Lo mesiánico no es el fin del tiempo sino el tiempo del fin. Lo mesiánico no es el fin del tiempo sino la relación de todo instante, de todo kairós, con el fin del tiempo y la eternidad[2]

Por tanto, ese tiempo fundamental es una “transformación radical -dice Agamben- de la representación y de la experiencia habitual del tiempo. Como es lógico, una transformación así de la experiencia temporal solo puede darse en el mismo instante de una transformación completa del ser o, como dice Agamben, “de nosotros mismos y de nuestro modo de vivir (p. 60).

  La expresión más acabada, comenta, de esta transformación es la que encontramos en 1 Cor 7, 29-31, la famosa cita del «hos mé» (como si no):

El hos mé, el «como si no», significa que el sentido último de la vocación mesiánica es la revocación de toda vocación [3]

   La iglesia hoy, dice el filósofo, ha olvidado leer las señales del tiempo, ha olvidado reconocer en su curso [el de la historia] la economía de la salvación. Pero esta concepción del tiempo es para él fundamental como oposición-tensión  al que retiene y difiere el fin a lo largo del curso lineal y homogéneo del tiempo cronológico, es decir, al tiempo dirigido por la Ley o el Estado, el cual está volcada en la economía, es decir, en el gobierno infinito del mundo (pp. 64-65). La debilidad de la exigencia escatológica acrecienta el omnipoder de sus formas paródicas y secularizadas (de la economía, de la hipertrofia del derecho y de los gobiernos) que continuamente parodian en forma de “crisis y excepción permanente el Juicio Universal:

A medida que la percepción de la economía de la salvación en el tiempo histórico se debilita y cancela, la economía extiende su dominio ciego e irrisorio sobre todos los aspectos de la vida social [4]
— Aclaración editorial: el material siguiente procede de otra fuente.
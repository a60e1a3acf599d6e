use crate::core::data::complex::Complex;
use crate::core::data::fractal_result::EscapeResult;
use crate::core::data::view_rect::DefaultView;
use crate::core::fractals::escape_time::colour_map::{EscapeTimeColourMap, HueBand};
use crate::core::fractals::escape_time::errors::EscapeTimeError;
use crate::core::fractals::escape_time::escape_time;

pub const DEFAULT_MAX_ITERATIONS: u32 = 40;

pub const DEFAULT_VIEW: DefaultView = DefaultView {
    real_min: -2.0,
    real_max: 1.2,
    imag_min: -1.6,
};

/// Reds into yellow.
pub const BURNING_SHIP_HUE_BAND: HueBand = HueBand::new(0.0, 0.125);

/// Folds both components of `z` to be non-negative before squaring.
#[must_use]
pub fn burning_ship_step(z: Complex, c: Complex) -> Complex {
    let folded = z.abs_components();

    folded * folded + c
}

#[derive(Debug, Copy, Clone, PartialEq, Eq)]
pub struct BurningShipAlgorithm {
    max_iterations: u32,
}

impl BurningShipAlgorithm {
    pub fn new(max_iterations: u32) -> Result<Self, EscapeTimeError> {
        if max_iterations == 0 {
            return Err(EscapeTimeError::ZeroMaxIterationsError);
        }

        Ok(Self { max_iterations })
    }

    #[must_use]
    pub fn max_iterations(&self) -> u32 {
        self.max_iterations
    }

    #[must_use]
    pub fn classify(&self, point: Complex) -> EscapeResult {
        escape_time(Complex::ZERO, point, self.max_iterations, burning_ship_step)
    }

    #[must_use]
    pub fn colour_map(&self) -> EscapeTimeColourMap {
        EscapeTimeColourMap::new("Burning Ship", BURNING_SHIP_HUE_BAND, self.max_iterations)
    }
}
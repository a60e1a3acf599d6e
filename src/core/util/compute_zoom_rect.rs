use std::error::Error;
use std::fmt;

use crate::core::data::point::Point;
use crate::core::data::screen::Screen;
use crate::core::data::view_rect::{ViewRect, ViewRectError};
use crate::core::util::pixel_to_plane::interpolate;

pub const MAX_ZOOM_FRACTION: f64 = 1.0;

#[derive(Debug, Copy, Clone, PartialEq)]
pub enum ZoomError {
    InvalidZoomFraction { fraction: f64 },
    View(ViewRectError),
}

impl fmt::Display for ZoomError {
    fn fmt(&self, f: &mut fmt::Formatter<'_>) -> fmt::Result {
        match self {
            Self::InvalidZoomFraction { fraction } => {
                write!(f, "zoom fraction must be greater than zero, got {}", fraction)
            }
            Self::View(err) => write!(f, "zoomed view is invalid: {}", err),
        }
    }
}

impl Error for ZoomError {
    fn source(&self) -> Option<&(dyn Error + 'static)> {
        match self {
            Self::InvalidZoomFraction { .. } => None,
            Self::View(err) => Some(err),
        }
    }
}

impl From<ViewRectError> for ZoomError {
    fn from(err: ViewRectError) -> Self {
        Self::View(err)
    }
}

/// Computes the view covered by a zoom box centred on `centre`.
///
/// The box spans `screen * zoom_fraction` pixels in each direction; its
/// corners are mapped back through the current view. Fractions above 1.0
/// are clamped to 1.0 and `centre` uses bottom-origin rows.
pub fn compute_zoom_rect(
    view: ViewRect,
    screen: Screen,
    centre: Point,
    zoom_fraction: f64,
) -> Result<ViewRect, ZoomError> {
    if !(zoom_fraction > 0.0) {
        return Err(ZoomError::InvalidZoomFraction {
            fraction: zoom_fraction,
        });
    }

    let fraction = zoom_fraction.min(MAX_ZOOM_FRACTION);
    let half_width = f64::from(screen.width()) / 2.0 * fraction;
    let half_height = f64::from(screen.height()) / 2.0 * fraction;
    let x = f64::from(centre.x);
    let y = f64::from(centre.y);

    let lower = interpolate(x - half_width, y - half_height, view, screen);
    let upper = interpolate(x + half_width, y + half_height, view, screen);

    Ok(ViewRect::new(lower.real, upper.real, lower.imag, upper.imag)?)
}

#[cfg(test)]
mod tests {
    use super::*;

    const EPSILON: f64 = 1e-12;

    fn setup() -> (ViewRect, Screen) {
        (
            ViewRect::new(-2.0, 2.0, -1.5, 1.5).unwrap(),
            Screen::new(400, 300).unwrap(),
        )
    }

    #[test]
    fn test_zoom_on_centre_shrinks_around_centre() {
        let (view, screen) = setup();

        let zoomed = compute_zoom_rect(view, screen, Point { x: 200, y: 150 }, 0.25).unwrap();

        assert!((zoomed.real_min() + 0.5).abs() < EPSILON);
        assert!((zoomed.real_max() - 0.5).abs() < EPSILON);
        assert!((zoomed.imag_min() + 0.375).abs() < EPSILON);
        assert!((zoomed.imag_max() - 0.375).abs() < EPSILON);
    }

    #[test]
    fn test_zoom_preserves_aspect_ratio() {
        let (view, screen) = setup();

        let zoomed = compute_zoom_rect(view, screen, Point { x: 37, y: 201 }, 0.1).unwrap();

        assert!((zoomed.height() / zoomed.width() - view.height() / view.width()).abs() < 1e-9);
        assert!((zoomed.width() - view.width() * 0.1).abs() < 1e-9);
    }

    #[test]
    fn test_zoom_off_centre_moves_view() {
        let (view, screen) = setup();

        let zoomed = compute_zoom_rect(view, screen, Point { x: 300, y: 75 }, 0.5).unwrap();

        // Pixel (300, 75) maps to (1.0, -0.75).
        assert!((zoomed.centre().real - 1.0).abs() < EPSILON);
        assert!((zoomed.centre().imag + 0.75).abs() < EPSILON);
    }

    #[test]
    fn test_zoom_fraction_is_clamped_to_one() {
        let (view, screen) = setup();
        let centre = Point { x: 200, y: 150 };

        let clamped = compute_zoom_rect(view, screen, centre, 3.0).unwrap();
        let full = compute_zoom_rect(view, screen, centre, 1.0).unwrap();

        assert_eq!(clamped, full);
        assert!((full.real_min() - view.real_min()).abs() < EPSILON);
        assert!((full.imag_max() - view.imag_max()).abs() < EPSILON);
    }

    #[test]
    fn test_non_positive_zoom_fraction_fails() {
        let (view, screen) = setup();
        let centre = Point { x: 200, y: 150 };

        assert_eq!(
            compute_zoom_rect(view, screen, centre, 0.0),
            Err(ZoomError::InvalidZoomFraction { fraction: 0.0 })
        );
        assert!(compute_zoom_rect(view, screen, centre, -0.5).is_err());
        assert!(compute_zoom_rect(view, screen, centre, f64::NAN).is_err());
    }
}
   Para Agamben, la legitimación y la supervivencia de la Iglesia es, precisamente, no abandonar esa concepción de la vida y de la existencia como tiempo mesiánico, el como si no. Si prescinde de sus propios fundamentos puede convertirse en una institución más, corriendo la misma suerte que todas. No puede ser solamente una gigantesca ONG, no puede ser solo «conciencia» del mundo en un mundo sin «conciencia» (a la manera del papa Francisco), porque esa misión la pueden desarrollar otras ideologías. No puede animar a pensar solo en el fin (la salvación) ignorando los sufrimientos y desigualdades de la vida real (como harán los conservadores cristianos), pero no puede solo combatir los problemas del siglo y justificarse desde la ética (como haría una iglesia únicamente progresista). Este es su reto.

 

 

EL <JUICIO> DE JESÚS Y SU IMPORTANCIA PARA LA HISTORIA

 A partir del juicio de Pilato, Agamben conecta con esta problemática de los dos tiempos, que viven de espaldas entre sí: el tiempo abocado a una consumación que nos enseñaba el cristianismo clásico y el tiempo del puro quehacer humano que se reproduce y se transforma sin horizonte de duración. La extraña resolución del juicio de Jesús ahonda en la imposibilidad de que los tiempos coexistan en armonía. Dice Agamben:

Si Pilato no emitió un juicio legítimo […] cae también con esto toda posibilidad de una teología política cristiana y de una justificación teológica del poder profano. El orden jurídico no se deja inscribir tan nítidamente en el orden de la salvación, ni este en aquel. Pilato, con su falta de resolución […] dividió para siempre los dos órdenes; cuando menos, hizo insondable su relación. De este modo condenó a la humanidad a una krísis incesante, incesante porque no puede ser decidida jamás de una vez y para siempre.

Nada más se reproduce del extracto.